Le Rapporteur spécial de l’ONU dénonce la surveillance des autorités durant son enquête sur la liberté religieuse
Le 31 juillet dernier, le Rapporteur spécial des Nations Unies, Heiner Bielefeldt, achevait un voyage d'enquête de 11 jours au Vietnam portant sur la situation de la liberté religieuse dans ce pays.
Il a fait part de ses premières conclusions dans une conférence de presse tenue à Hanoi peu avant son retour aux États-Unis.
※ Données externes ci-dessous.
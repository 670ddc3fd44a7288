//! Facial expression coefficients from a landmark mesh.
//!
//! The regressor weights ship as a weights-only safetensors checkpoint
//! with no architecture descriptor; the network is reconstructed by
//! inspecting which parameter keys are present. Candidate architectures
//! are tried in order, most specific first, because the shallower
//! variant's key set is a subset of the deeper one's.

use std::fs;
use std::path::{Path, PathBuf};

use ndarray::{Array1, Array2};
use safetensors::tensor::TensorView;
use safetensors::{Dtype, SafeTensors};
use thiserror::Error;

use crate::detection::domain::engine_config::EnvLookup;
use crate::detection::domain::regressors::ExpressionRegressor;
use crate::detection::infrastructure::model_fetcher;
use crate::shared::blendshapes::Blendshapes;
use crate::shared::constants::{
    BLENDSHAPE_CHECKPOINT_NAME, BLENDSHAPE_CHECKPOINT_URL, COORDINATE_ABS_THRESHOLD,
    ENV_BLENDSHAPE_CHECKPOINT, MESH_LANDMARK_COUNT,
};

#[derive(Error, Debug)]
pub enum CheckpointError {
    #[error("failed to read checkpoint: {0}")]
    Io(#[from] std::io::Error),
    #[error("failed to parse checkpoint: {0}")]
    Format(#[from] safetensors::SafeTensorError),
    #[error("checkpoint matches no known architecture; keys: {}", keys.join(", "))]
    UnknownArchitecture { keys: Vec<String> },
    #[error("bad tensor {name}: {reason}")]
    BadTensor { name: String, reason: String },
}

/// Mesh indices fed to the regressor: face contour, lips, eyes, brows,
/// and the ten iris points. Order matters; it matches the training
/// layout of the shipped checkpoints.
const LANDMARK_SUBSET: [usize; 146] = [
    0, 1, 4, 5, 6, 7, 8, 10, 13, 14, 17, 21, 33, 37, 39, 40, 46, 52, 53, 54, 55, 58, 61, 63, 65,
    66, 67, 70, 78, 80, 81, 82, 84, 87, 88, 91, 93, 95, 103, 105, 107, 109, 127, 132, 133, 136,
    144, 145, 146, 148, 149, 150, 152, 153, 154, 155, 157, 158, 159, 160, 161, 162, 163, 168, 172,
    173, 176, 178, 181, 185, 191, 195, 197, 234, 246, 249, 251, 263, 267, 269, 270, 276, 282, 283,
    284, 285, 288, 291, 293, 295, 296, 297, 300, 308, 310, 311, 312, 314, 317, 318, 321, 323, 324,
    332, 334, 336, 338, 356, 361, 362, 365, 373, 374, 375, 377, 378, 379, 380, 381, 382, 384, 385,
    386, 387, 388, 389, 390, 397, 398, 400, 402, 405, 409, 415, 454, 466, 468, 469, 470, 471, 472,
    473, 474, 475, 476, 477,
];

struct Layer {
    weight: Array2<f32>,
    bias: Array1<f32>,
}

impl Layer {
    fn forward(&self, input: &Array1<f32>) -> Array1<f32> {
        self.weight.dot(input) + &self.bias
    }
}

enum Network {
    TwoLayer { hidden: Layer, out: Layer },
    ThreeLayer { first: Layer, second: Layer, out: Layer },
}

impl Network {
    fn architecture(&self) -> &'static str {
        match self {
            Network::TwoLayer { .. } => "mlp2",
            Network::ThreeLayer { .. } => "mlp3",
        }
    }

    fn infer(&self, input: &Array1<f32>) -> Array1<f32> {
        match self {
            Network::TwoLayer { hidden, out } => out.forward(&relu(hidden.forward(input))),
            Network::ThreeLayer { first, second, out } => {
                out.forward(&relu(second.forward(&relu(first.forward(input)))))
            }
        }
    }
}

fn relu(mut values: Array1<f32>) -> Array1<f32> {
    values.mapv_inplace(|v| v.max(0.0));
    values
}

// Tried in order; the deeper variant must come first since its key set
// contains the shallower variant's keys.
const ARCHITECTURES: &[(
    &str,
    fn(&[&str]) -> bool,
    fn(&SafeTensors) -> Result<Network, CheckpointError>,
)] = &[
    ("mlp3", has_three_layer_keys, build_three_layer),
    ("mlp2", has_two_layer_keys, build_two_layer),
];

fn has_three_layer_keys(names: &[&str]) -> bool {
    names.contains(&"net.4.weight")
}

fn has_two_layer_keys(names: &[&str]) -> bool {
    names.contains(&"net.0.weight") && names.contains(&"net.2.weight")
}

fn build_two_layer(tensors: &SafeTensors) -> Result<Network, CheckpointError> {
    Ok(Network::TwoLayer {
        hidden: layer(tensors, "net.0")?,
        out: layer(tensors, "net.2")?,
    })
}

fn build_three_layer(tensors: &SafeTensors) -> Result<Network, CheckpointError> {
    Ok(Network::ThreeLayer {
        first: layer(tensors, "net.0")?,
        second: layer(tensors, "net.2")?,
        out: layer(tensors, "net.4")?,
    })
}

fn layer(tensors: &SafeTensors, prefix: &str) -> Result<Layer, CheckpointError> {
    let weight_name = format!("{prefix}.weight");
    let bias_name = format!("{prefix}.bias");
    let weight_view = tensors.tensor(&weight_name)?;
    let bias_view = tensors.tensor(&bias_name)?;

    let weight_shape = weight_view.shape().to_vec();
    if weight_shape.len() != 2 {
        return Err(CheckpointError::BadTensor {
            name: weight_name,
            reason: format!("expected 2-d weight, got shape {weight_shape:?}"),
        });
    }
    let weight = Array2::from_shape_vec(
        (weight_shape[0], weight_shape[1]),
        tensor_to_f32(&weight_view, &weight_name)?,
    )
    .map_err(|e| CheckpointError::BadTensor {
        name: weight_name.clone(),
        reason: e.to_string(),
    })?;

    let bias = Array1::from_vec(tensor_to_f32(&bias_view, &bias_name)?);
    if bias.len() != weight_shape[0] {
        return Err(CheckpointError::BadTensor {
            name: bias_name,
            reason: format!(
                "bias length {} does not match {} output rows",
                bias.len(),
                weight_shape[0]
            ),
        });
    }

    Ok(Layer { weight, bias })
}

fn tensor_to_f32(view: &TensorView, name: &str) -> Result<Vec<f32>, CheckpointError> {
    if view.dtype() != Dtype::F32 {
        return Err(CheckpointError::BadTensor {
            name: name.to_string(),
            reason: format!("expected f32, got {:?}", view.dtype()),
        });
    }
    Ok(view
        .data()
        .chunks_exact(4)
        .map(|b| f32::from_le_bytes([b[0], b[1], b[2], b[3]]))
        .collect())
}

/// Expression regressor over a fixed subset of the landmark mesh.
pub struct BlendshapeExtractor {
    network: Network,
}

impl BlendshapeExtractor {
    pub fn new(
        override_path: Option<&Path>,
        model_dir: Option<&Path>,
    ) -> Result<Self, Box<dyn std::error::Error>> {
        let path = resolve_checkpoint_with(override_path, model_dir, &|key| {
            std::env::var(key).ok()
        })?;
        let network = load_network(&path)?;
        log::debug!(
            "blendshape checkpoint {} reconstructed as {}",
            path.display(),
            network.architecture()
        );
        Ok(Self { network })
    }

    #[cfg(test)]
    fn from_bytes(data: &[u8]) -> Result<Self, CheckpointError> {
        let tensors = SafeTensors::deserialize(data)?;
        Ok(Self {
            network: pick_architecture(&tensors)?,
        })
    }

    #[cfg(test)]
    fn architecture(&self) -> &'static str {
        self.network.architecture()
    }
}

impl ExpressionRegressor for BlendshapeExtractor {
    fn extract(
        &mut self,
        landmarks: &[[f32; 3]],
        frame_width: u32,
        frame_height: u32,
    ) -> Result<Option<Blendshapes>, Box<dyn std::error::Error>> {
        if landmarks.len() < MESH_LANDMARK_COUNT {
            return Ok(None);
        }
        let input = subset_input(landmarks, frame_width, frame_height);
        let output = self.network.infer(&input);
        Ok(Blendshapes::from_coefficients(&output.to_vec()))
    }
}

fn load_network(path: &Path) -> Result<Network, CheckpointError> {
    let data = fs::read(path)?;
    let tensors = SafeTensors::deserialize(&data)?;
    pick_architecture(&tensors)
}

fn pick_architecture(tensors: &SafeTensors) -> Result<Network, CheckpointError> {
    let names = tensors.names();
    let names: Vec<&str> = names.iter().map(|s| s.as_str()).collect();
    for (label, matches, build) in ARCHITECTURES {
        if matches(&names) {
            log::debug!("checkpoint key set matches {label}");
            return build(tensors);
        }
    }
    Err(CheckpointError::UnknownArchitecture {
        keys: names.iter().map(|s| s.to_string()).collect(),
    })
}

/// Flatten the landmark subset to the network input, rescaling by the
/// frame dimensions when values look like absolute pixels.
fn subset_input(landmarks: &[[f32; 3]], frame_width: u32, frame_height: u32) -> Array1<f32> {
    let max_abs = LANDMARK_SUBSET
        .iter()
        .map(|&i| landmarks[i][0].abs().max(landmarks[i][1].abs()))
        .fold(0.0_f32, f32::max);
    let absolute = max_abs > COORDINATE_ABS_THRESHOLD;

    let fw = frame_width as f32;
    let fh = frame_height as f32;
    let mut input = Vec::with_capacity(LANDMARK_SUBSET.len() * 2);
    for &i in &LANDMARK_SUBSET {
        let [x, y, _] = landmarks[i];
        if absolute {
            input.push(x / fw);
            input.push(y / fh);
        } else {
            input.push(x);
            input.push(y);
        }
    }
    Array1::from_vec(input)
}

fn resolve_checkpoint_with(
    override_path: Option<&Path>,
    model_dir: Option<&Path>,
    lookup: EnvLookup,
) -> Result<PathBuf, Box<dyn std::error::Error>> {
    if let Some(path) = override_path {
        if path.exists() {
            return Ok(path.to_path_buf());
        }
    }
    if let Some(path) = lookup(ENV_BLENDSHAPE_CHECKPOINT).map(PathBuf::from) {
        if path.exists() {
            return Ok(path);
        }
    }
    if let Some(dir) = model_dir {
        let candidate = dir.join(BLENDSHAPE_CHECKPOINT_NAME);
        if candidate.exists() {
            return Ok(candidate);
        }
    }
    Ok(model_fetcher::resolve(
        BLENDSHAPE_CHECKPOINT_NAME,
        BLENDSHAPE_CHECKPOINT_URL,
        model_dir,
        None,
    )?)
}

// ---------------------------------------------------------------------------
// Tests
// ---------------------------------------------------------------------------

#[cfg(test)]
mod tests {
    use super::*;

    const INPUT_LEN: usize = LANDMARK_SUBSET.len() * 2;

    /// Serialize named f32 tensors into an in-memory checkpoint.
    fn checkpoint(entries: Vec<(&str, Vec<usize>, Vec<f32>)>) -> Vec<u8> {
        let views: Vec<(String, TensorView)> = entries
            .iter()
            .map(|(name, shape, values)| {
                (
                    name.to_string(),
                    TensorView::new(Dtype::F32, shape.clone(), bytemuck::cast_slice(values))
                        .unwrap(),
                )
            })
            .collect();
        safetensors::serialize(views, &None).unwrap()
    }

    /// Two-layer checkpoint whose output only copies `subset_input[0]`
    /// through a single hidden unit.
    fn passthrough_two_layer() -> Vec<u8> {
        let mut hidden_w = vec![0.0_f32; 4 * INPUT_LEN];
        hidden_w[0] = 1.0;
        let mut out_w = vec![0.0_f32; 52 * 4];
        for row in 0..52 {
            out_w[row * 4] = 1.0;
        }
        checkpoint(vec![
            ("net.0.weight", vec![4, INPUT_LEN], hidden_w),
            ("net.0.bias", vec![4], vec![0.0; 4]),
            ("net.2.weight", vec![52, 4], out_w),
            ("net.2.bias", vec![52], vec![0.0; 52]),
        ])
    }

    fn mesh_of(x: f32, y: f32) -> Vec<[f32; 3]> {
        vec![[x, y, 0.0]; MESH_LANDMARK_COUNT]
    }

    // ── Architecture reconstruction ──────────────────────────────────

    #[test]
    fn test_two_layer_checkpoint_reconstructed() {
        let extractor = BlendshapeExtractor::from_bytes(&passthrough_two_layer()).unwrap();
        assert_eq!(extractor.architecture(), "mlp2");
    }

    #[test]
    fn test_three_layer_keys_win_over_two_layer_subset() {
        // The key set contains net.0 and net.2, which also satisfy the
        // shallower predicate; net.4 must steer to the deeper variant.
        let data = checkpoint(vec![
            ("net.0.weight", vec![4, INPUT_LEN], vec![0.0; 4 * INPUT_LEN]),
            ("net.0.bias", vec![4], vec![0.0; 4]),
            ("net.2.weight", vec![4, 4], vec![0.0; 16]),
            ("net.2.bias", vec![4], vec![0.0; 4]),
            ("net.4.weight", vec![52, 4], vec![0.0; 52 * 4]),
            ("net.4.bias", vec![52], vec![0.25; 52]),
        ]);
        let extractor = BlendshapeExtractor::from_bytes(&data).unwrap();
        assert_eq!(extractor.architecture(), "mlp3");
    }

    #[test]
    fn test_unknown_key_set_is_an_error() {
        let data = checkpoint(vec![("encoder.weight", vec![2, 2], vec![0.0; 4])]);
        let err = BlendshapeExtractor::from_bytes(&data).unwrap_err();
        match err {
            CheckpointError::UnknownArchitecture { keys } => {
                assert!(keys.contains(&"encoder.weight".to_string()));
            }
            other => panic!("expected UnknownArchitecture, got {other:?}"),
        }
    }

    #[test]
    fn test_bias_row_mismatch_is_an_error() {
        let data = checkpoint(vec![
            ("net.0.weight", vec![4, INPUT_LEN], vec![0.0; 4 * INPUT_LEN]),
            ("net.0.bias", vec![3], vec![0.0; 3]),
            ("net.2.weight", vec![52, 4], vec![0.0; 52 * 4]),
            ("net.2.bias", vec![52], vec![0.0; 52]),
        ]);
        let err = BlendshapeExtractor::from_bytes(&data).unwrap_err();
        assert!(matches!(err, CheckpointError::BadTensor { .. }));
    }

    // ── Inference ────────────────────────────────────────────────────

    #[test]
    fn test_extract_produces_52_coefficients() {
        let mut extractor = BlendshapeExtractor::from_bytes(&passthrough_two_layer()).unwrap();
        let result = extractor.extract(&mesh_of(0.5, 0.5), 1280, 720).unwrap();
        let shapes = result.unwrap();
        assert_eq!(shapes.values().len(), 52);
        for v in shapes.values() {
            assert!((v - 0.5).abs() < 1e-5);
        }
    }

    #[test]
    fn test_pixel_landmarks_rescaled_before_inference() {
        // Pixel-space mesh at (640, 360) in a 1280x720 frame must match
        // the normalized mesh at (0.5, 0.5).
        let mut extractor = BlendshapeExtractor::from_bytes(&passthrough_two_layer()).unwrap();
        let normalized = extractor
            .extract(&mesh_of(0.5, 0.5), 1280, 720)
            .unwrap()
            .unwrap();
        let pixels = extractor
            .extract(&mesh_of(640.0, 360.0), 1280, 720)
            .unwrap()
            .unwrap();
        for (a, b) in normalized.values().iter().zip(pixels.values()) {
            assert!((a - b).abs() < 1e-5);
        }
    }

    #[test]
    fn test_short_mesh_yields_none() {
        let mut extractor = BlendshapeExtractor::from_bytes(&passthrough_two_layer()).unwrap();
        let short = vec![[0.5, 0.5, 0.0]; 68];
        assert!(extractor.extract(&short, 1280, 720).unwrap().is_none());
    }

    #[test]
    fn test_subset_indices_fit_mesh_and_are_sorted() {
        let mut prev = None;
        for &i in &LANDMARK_SUBSET {
            assert!(i < MESH_LANDMARK_COUNT);
            if let Some(p) = prev {
                assert!(i > p, "subset must be strictly increasing at {i}");
            }
            prev = Some(i);
        }
    }
}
Les premiers jours du voyage du Rapporteur spécial ont été consacrés à des rencontres avec les représentants de certaines autorités civiles concernées par la question religieuse. Le Rapporteur de l’ONU et son équipe ont entendu les exposés et les explications de hauts responsables des ministères de la Justice et de l'Education nationale. Ils ont aussi honoré un certain nombre de rendez-vous avec des membres du Bureau gouvernemental des Affaires religieuses ainsi que des représentants du Comité d'union des catholiques -, une association dépendante, non de l'Église catholique mais du Front patriotique-. Toutes ces rencontres ont été mentionnées par la presse officielle. Par contre cette dernière est restée très discrète sur les rencontres du Rapporteur et de son équipe avec les représentants des religions et des communautés religieuses qui n'acceptent pas le patronage du gouvernement vietnamien.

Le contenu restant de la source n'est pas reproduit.